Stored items
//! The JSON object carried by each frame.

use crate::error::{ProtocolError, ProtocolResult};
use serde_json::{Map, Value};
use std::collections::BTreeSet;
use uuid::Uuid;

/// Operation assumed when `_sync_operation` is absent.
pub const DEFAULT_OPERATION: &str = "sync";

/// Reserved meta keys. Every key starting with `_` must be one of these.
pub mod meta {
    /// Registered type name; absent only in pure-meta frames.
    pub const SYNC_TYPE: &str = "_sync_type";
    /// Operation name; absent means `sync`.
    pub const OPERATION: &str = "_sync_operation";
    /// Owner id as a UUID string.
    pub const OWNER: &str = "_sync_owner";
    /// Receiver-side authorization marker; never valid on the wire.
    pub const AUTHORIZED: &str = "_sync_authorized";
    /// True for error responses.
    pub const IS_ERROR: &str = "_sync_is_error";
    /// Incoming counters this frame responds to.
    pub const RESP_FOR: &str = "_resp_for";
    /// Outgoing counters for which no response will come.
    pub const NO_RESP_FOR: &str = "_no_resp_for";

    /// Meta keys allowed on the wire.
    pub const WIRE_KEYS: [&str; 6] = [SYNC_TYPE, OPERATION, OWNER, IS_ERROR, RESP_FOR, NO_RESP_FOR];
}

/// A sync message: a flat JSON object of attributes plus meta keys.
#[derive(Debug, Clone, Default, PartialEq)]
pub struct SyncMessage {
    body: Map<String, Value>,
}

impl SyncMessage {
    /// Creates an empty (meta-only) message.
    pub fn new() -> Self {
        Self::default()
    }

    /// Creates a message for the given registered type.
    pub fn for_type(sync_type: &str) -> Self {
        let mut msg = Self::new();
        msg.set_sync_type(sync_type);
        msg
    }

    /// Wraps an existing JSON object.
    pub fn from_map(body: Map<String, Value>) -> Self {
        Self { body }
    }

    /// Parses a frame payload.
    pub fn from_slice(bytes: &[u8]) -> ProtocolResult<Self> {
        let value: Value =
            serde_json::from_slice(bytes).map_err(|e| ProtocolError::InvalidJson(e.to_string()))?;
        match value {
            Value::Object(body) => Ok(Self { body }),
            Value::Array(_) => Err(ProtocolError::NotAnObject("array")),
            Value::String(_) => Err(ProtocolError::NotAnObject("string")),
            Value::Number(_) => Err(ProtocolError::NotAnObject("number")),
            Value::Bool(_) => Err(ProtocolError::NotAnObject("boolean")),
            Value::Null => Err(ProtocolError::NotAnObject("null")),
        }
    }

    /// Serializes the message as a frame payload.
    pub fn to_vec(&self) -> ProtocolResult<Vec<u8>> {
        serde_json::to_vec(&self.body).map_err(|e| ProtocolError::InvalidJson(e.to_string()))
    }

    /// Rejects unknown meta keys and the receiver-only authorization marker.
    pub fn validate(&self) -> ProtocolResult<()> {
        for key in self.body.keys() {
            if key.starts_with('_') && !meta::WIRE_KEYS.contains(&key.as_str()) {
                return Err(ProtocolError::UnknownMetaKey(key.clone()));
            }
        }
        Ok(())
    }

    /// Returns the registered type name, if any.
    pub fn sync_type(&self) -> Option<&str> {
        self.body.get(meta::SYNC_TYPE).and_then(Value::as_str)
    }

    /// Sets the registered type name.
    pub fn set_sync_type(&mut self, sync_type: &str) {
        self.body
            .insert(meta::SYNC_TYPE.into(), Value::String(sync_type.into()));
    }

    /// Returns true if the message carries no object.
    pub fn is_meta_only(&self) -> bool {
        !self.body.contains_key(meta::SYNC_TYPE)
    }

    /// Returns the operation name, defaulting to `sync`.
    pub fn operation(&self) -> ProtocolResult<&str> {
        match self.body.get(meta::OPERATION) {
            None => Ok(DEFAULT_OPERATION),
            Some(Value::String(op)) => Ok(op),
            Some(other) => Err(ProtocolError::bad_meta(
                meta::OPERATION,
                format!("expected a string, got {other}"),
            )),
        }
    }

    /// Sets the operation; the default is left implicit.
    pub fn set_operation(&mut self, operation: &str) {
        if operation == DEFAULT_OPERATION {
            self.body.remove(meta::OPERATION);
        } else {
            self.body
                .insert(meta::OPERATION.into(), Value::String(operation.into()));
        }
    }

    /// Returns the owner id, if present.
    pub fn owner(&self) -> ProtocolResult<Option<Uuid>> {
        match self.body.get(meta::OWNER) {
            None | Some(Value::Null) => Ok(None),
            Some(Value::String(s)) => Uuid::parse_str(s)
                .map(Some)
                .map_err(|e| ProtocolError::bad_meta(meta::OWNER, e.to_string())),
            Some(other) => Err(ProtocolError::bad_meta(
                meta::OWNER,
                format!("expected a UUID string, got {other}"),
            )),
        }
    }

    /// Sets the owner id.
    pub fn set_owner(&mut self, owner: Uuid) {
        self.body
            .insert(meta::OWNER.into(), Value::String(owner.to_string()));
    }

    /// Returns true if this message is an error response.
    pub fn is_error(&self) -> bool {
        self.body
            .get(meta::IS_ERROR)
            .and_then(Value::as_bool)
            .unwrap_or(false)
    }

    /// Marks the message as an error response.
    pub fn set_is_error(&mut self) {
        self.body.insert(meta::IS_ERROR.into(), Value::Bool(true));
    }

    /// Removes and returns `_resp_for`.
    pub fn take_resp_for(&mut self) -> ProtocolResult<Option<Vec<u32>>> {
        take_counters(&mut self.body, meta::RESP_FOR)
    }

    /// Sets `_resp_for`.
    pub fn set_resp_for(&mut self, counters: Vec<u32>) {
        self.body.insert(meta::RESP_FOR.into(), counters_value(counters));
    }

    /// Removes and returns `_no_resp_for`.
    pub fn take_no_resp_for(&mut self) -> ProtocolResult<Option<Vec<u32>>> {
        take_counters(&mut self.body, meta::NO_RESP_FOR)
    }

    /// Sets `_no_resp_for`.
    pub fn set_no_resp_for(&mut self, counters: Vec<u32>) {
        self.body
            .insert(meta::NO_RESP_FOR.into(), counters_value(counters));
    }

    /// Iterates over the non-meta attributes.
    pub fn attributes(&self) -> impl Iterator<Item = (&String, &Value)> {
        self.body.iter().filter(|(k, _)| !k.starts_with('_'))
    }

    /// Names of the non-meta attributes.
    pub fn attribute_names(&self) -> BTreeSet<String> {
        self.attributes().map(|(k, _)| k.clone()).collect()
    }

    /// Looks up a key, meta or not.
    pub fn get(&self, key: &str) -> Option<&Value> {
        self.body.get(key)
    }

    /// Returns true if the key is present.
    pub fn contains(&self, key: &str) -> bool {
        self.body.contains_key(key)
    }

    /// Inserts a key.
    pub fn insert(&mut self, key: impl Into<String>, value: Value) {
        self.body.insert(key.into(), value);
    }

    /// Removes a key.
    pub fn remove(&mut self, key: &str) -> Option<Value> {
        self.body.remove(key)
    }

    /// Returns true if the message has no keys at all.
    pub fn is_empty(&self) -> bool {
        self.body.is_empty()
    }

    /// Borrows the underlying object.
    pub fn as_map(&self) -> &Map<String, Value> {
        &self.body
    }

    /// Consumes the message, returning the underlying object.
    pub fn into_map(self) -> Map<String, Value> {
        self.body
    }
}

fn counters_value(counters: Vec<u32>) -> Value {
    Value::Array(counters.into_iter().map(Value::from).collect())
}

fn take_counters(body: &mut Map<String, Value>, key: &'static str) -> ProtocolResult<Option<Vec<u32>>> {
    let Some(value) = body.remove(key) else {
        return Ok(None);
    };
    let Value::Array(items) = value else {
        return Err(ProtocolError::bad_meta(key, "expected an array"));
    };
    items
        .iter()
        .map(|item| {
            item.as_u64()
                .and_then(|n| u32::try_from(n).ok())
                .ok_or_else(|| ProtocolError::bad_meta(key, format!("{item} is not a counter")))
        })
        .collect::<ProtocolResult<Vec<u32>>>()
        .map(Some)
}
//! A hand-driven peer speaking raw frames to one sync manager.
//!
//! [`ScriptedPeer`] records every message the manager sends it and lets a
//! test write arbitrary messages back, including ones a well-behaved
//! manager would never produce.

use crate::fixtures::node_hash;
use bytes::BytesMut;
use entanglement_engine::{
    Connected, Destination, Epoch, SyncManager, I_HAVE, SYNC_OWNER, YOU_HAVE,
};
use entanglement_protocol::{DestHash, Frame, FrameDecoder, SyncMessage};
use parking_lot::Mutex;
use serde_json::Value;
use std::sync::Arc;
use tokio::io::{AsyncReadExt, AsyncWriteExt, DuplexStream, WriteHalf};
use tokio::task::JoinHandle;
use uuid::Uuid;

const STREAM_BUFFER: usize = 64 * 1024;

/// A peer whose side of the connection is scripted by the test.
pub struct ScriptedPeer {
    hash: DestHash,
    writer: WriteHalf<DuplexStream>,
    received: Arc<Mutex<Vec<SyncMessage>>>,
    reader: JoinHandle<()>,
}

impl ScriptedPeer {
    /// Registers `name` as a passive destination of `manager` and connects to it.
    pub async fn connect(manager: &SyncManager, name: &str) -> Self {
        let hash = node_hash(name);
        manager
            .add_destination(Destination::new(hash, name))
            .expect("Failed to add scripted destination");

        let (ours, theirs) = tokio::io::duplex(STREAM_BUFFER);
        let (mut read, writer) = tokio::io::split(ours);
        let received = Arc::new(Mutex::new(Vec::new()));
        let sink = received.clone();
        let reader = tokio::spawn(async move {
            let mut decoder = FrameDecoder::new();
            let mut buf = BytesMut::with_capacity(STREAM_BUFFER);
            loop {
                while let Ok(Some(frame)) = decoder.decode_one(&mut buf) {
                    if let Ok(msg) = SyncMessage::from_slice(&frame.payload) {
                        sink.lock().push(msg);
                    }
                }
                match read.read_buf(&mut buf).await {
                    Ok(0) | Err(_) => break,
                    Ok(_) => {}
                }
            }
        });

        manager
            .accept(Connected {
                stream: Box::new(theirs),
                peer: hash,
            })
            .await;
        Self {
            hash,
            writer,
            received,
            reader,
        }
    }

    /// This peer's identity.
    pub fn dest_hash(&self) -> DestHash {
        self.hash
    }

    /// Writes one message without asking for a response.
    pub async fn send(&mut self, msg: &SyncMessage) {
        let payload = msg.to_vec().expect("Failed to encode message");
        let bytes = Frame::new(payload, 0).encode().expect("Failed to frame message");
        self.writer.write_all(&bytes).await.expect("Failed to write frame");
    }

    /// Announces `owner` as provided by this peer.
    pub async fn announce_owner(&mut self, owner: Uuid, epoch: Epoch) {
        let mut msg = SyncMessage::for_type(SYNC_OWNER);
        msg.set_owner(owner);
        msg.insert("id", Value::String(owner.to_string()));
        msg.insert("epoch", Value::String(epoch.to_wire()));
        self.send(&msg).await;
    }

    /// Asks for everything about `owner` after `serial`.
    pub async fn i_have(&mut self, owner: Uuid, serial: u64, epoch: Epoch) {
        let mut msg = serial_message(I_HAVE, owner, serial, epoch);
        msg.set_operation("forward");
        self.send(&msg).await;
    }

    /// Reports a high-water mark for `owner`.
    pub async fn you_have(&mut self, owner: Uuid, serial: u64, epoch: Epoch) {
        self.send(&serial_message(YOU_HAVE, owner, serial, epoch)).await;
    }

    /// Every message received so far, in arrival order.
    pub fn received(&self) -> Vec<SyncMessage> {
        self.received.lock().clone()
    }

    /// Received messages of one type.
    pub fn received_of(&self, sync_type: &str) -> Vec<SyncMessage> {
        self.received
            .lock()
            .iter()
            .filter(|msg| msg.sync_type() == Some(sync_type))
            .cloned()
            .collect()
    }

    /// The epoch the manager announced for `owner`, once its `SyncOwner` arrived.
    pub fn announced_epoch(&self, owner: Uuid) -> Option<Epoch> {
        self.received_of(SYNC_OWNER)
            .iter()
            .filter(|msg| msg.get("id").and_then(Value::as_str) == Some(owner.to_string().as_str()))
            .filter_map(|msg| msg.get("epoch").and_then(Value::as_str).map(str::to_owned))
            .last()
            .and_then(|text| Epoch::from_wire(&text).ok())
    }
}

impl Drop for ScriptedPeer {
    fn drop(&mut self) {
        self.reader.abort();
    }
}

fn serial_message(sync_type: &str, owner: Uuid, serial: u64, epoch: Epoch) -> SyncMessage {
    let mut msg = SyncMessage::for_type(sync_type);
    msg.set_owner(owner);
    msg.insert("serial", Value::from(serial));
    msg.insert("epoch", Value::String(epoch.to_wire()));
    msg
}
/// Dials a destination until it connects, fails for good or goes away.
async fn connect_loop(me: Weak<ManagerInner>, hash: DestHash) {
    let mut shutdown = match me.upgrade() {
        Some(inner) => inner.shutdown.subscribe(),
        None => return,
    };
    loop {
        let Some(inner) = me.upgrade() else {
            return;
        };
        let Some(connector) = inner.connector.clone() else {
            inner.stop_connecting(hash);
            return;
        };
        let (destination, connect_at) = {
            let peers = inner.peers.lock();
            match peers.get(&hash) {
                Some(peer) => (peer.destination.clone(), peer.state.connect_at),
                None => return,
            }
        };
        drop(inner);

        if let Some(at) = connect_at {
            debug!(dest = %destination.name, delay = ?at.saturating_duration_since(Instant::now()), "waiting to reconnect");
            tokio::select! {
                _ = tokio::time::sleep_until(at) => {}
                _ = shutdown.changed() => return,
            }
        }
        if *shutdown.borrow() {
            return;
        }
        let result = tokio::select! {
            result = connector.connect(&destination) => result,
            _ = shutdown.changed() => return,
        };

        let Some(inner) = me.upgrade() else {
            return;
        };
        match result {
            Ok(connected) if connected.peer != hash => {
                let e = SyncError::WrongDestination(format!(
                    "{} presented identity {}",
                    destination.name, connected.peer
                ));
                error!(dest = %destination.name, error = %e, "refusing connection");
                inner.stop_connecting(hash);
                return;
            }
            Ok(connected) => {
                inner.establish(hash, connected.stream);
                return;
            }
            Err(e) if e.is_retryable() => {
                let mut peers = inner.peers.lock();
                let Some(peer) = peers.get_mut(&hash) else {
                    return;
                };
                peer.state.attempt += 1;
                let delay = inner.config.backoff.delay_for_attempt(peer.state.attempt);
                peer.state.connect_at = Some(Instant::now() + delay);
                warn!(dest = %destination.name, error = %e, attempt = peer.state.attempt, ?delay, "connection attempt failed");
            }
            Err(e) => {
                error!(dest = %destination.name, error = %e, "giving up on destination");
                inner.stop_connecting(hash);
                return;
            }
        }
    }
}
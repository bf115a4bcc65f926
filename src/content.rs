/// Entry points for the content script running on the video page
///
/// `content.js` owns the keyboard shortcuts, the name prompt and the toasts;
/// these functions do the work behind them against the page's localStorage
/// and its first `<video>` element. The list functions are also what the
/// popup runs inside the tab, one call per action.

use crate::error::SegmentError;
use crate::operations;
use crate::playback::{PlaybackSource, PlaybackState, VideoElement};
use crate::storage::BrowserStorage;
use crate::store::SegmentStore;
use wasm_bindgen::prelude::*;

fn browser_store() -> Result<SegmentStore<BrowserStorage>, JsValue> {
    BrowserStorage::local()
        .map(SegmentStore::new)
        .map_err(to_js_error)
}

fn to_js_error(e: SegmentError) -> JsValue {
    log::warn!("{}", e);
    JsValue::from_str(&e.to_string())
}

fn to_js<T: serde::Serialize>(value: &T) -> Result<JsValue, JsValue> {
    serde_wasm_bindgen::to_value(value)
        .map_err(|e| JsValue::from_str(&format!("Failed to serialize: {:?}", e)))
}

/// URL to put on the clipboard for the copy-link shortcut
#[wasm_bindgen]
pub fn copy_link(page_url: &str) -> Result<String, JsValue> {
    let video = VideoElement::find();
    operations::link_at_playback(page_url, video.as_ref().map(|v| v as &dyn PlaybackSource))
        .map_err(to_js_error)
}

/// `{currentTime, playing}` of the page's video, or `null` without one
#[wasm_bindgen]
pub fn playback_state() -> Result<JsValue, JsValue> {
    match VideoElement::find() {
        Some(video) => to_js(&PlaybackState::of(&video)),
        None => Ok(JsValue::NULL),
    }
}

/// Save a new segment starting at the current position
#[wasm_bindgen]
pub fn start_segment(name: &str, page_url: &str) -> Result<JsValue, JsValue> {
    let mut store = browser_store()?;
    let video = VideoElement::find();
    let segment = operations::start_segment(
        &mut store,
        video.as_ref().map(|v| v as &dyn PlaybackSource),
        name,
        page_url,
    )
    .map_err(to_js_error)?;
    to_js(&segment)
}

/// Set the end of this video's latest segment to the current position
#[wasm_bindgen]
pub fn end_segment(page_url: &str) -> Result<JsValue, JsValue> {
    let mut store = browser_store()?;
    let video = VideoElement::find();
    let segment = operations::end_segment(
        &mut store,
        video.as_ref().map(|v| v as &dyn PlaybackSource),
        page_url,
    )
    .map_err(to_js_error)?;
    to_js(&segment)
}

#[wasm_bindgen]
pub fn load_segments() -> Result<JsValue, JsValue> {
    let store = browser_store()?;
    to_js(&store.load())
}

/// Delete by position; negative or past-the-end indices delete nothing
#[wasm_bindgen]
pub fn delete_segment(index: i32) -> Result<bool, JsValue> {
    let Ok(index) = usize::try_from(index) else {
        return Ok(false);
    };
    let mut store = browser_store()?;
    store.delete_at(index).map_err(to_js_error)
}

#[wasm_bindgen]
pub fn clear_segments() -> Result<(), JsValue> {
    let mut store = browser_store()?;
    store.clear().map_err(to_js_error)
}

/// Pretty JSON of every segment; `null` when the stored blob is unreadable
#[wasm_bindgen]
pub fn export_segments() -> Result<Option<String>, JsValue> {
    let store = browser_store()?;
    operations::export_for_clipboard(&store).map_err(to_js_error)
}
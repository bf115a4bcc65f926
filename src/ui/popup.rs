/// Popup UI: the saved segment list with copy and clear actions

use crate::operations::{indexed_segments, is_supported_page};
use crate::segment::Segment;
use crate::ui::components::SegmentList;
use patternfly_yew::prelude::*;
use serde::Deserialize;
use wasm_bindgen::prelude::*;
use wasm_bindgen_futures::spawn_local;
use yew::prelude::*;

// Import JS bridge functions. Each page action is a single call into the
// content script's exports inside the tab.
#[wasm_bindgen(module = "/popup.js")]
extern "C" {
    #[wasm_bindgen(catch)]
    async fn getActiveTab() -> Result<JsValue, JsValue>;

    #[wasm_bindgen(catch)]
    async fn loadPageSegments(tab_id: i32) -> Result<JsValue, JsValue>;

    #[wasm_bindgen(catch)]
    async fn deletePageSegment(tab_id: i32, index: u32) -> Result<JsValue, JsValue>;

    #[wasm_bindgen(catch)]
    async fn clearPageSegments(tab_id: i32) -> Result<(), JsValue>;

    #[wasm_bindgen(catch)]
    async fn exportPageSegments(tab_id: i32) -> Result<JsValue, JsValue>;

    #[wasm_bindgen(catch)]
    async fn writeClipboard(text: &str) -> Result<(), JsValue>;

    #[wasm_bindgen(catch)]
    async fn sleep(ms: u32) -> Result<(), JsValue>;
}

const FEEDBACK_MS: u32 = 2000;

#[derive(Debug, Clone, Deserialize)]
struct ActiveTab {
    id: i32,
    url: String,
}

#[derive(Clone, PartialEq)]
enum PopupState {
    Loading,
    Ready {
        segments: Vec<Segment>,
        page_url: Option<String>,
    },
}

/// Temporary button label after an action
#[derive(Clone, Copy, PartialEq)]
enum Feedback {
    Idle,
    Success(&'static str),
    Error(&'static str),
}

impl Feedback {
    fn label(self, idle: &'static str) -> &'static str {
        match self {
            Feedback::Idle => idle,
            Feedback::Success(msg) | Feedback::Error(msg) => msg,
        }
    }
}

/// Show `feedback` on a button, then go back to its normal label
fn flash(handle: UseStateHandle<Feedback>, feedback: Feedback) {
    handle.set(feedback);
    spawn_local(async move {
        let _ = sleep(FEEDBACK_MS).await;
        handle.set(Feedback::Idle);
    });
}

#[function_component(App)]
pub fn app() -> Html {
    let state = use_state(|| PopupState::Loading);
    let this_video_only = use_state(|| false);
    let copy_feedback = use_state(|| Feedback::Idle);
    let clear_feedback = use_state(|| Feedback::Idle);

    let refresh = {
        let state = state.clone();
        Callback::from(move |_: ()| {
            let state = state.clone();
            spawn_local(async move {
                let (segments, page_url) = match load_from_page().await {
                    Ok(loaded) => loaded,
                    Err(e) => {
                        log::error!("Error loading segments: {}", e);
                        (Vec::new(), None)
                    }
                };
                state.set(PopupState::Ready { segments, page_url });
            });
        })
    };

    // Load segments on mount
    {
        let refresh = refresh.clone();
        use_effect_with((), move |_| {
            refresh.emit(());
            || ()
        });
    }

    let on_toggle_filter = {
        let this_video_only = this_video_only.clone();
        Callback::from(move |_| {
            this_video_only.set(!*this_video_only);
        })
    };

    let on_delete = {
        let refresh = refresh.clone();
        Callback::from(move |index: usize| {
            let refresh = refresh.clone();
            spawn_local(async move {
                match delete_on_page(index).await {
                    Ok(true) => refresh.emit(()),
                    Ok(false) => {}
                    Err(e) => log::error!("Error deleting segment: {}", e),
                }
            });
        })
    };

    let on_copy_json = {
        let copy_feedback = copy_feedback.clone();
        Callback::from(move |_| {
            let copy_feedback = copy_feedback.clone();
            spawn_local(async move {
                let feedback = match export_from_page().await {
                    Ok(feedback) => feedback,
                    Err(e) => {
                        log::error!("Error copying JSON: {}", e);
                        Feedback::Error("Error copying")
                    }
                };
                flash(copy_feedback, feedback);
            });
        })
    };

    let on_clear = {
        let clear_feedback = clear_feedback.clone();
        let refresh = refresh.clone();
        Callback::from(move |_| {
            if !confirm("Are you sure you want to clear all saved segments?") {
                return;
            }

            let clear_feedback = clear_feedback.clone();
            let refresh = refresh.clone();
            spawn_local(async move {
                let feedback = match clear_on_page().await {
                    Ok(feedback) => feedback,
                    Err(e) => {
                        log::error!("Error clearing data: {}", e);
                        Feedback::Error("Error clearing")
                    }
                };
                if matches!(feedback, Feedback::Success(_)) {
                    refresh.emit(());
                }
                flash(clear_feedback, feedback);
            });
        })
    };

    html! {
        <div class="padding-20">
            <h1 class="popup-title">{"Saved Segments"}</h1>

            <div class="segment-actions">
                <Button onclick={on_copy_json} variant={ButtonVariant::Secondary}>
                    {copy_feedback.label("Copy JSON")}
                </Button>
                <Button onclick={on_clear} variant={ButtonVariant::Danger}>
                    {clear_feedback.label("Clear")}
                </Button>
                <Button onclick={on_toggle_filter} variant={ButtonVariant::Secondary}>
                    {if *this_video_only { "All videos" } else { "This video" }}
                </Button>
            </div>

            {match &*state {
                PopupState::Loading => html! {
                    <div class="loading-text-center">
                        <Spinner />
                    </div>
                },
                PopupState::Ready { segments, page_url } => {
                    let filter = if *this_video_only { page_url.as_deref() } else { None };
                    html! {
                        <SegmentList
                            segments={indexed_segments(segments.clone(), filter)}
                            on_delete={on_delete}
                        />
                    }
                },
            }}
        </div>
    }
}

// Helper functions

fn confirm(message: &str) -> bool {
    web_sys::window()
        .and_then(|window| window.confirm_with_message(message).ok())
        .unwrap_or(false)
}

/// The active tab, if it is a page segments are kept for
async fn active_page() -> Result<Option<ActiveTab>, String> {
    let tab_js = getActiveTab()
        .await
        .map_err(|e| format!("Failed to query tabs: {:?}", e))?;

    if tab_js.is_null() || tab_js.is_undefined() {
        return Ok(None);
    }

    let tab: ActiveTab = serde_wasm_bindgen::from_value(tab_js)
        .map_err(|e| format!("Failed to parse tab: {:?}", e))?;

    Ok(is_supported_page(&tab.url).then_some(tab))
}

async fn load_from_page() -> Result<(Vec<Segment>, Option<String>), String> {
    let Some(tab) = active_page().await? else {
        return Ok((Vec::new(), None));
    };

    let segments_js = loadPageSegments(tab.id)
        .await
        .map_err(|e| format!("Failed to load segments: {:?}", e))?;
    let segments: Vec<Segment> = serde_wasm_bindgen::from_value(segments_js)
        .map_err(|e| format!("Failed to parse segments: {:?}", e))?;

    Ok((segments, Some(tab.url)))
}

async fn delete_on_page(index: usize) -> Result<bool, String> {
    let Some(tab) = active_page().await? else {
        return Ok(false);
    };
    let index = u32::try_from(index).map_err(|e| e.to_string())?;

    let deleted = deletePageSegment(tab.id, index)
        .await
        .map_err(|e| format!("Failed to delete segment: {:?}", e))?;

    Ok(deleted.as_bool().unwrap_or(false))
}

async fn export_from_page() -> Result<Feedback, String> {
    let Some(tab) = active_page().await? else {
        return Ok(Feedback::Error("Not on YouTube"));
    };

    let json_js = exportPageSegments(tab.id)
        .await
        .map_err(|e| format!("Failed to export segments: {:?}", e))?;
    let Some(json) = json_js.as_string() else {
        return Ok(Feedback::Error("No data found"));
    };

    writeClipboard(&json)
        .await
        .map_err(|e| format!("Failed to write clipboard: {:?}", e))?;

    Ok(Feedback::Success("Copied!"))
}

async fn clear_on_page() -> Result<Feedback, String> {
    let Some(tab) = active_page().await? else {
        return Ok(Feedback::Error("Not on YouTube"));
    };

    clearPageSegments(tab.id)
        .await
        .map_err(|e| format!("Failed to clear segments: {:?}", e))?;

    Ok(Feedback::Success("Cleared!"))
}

— Task instructions —
Which lines of the records above hold the word "without"? Copy each one out.

— Output of the task —
    /// Writes one message without asking for a response.
/// `{currentTime, playing}` of the page's video, or `null` without one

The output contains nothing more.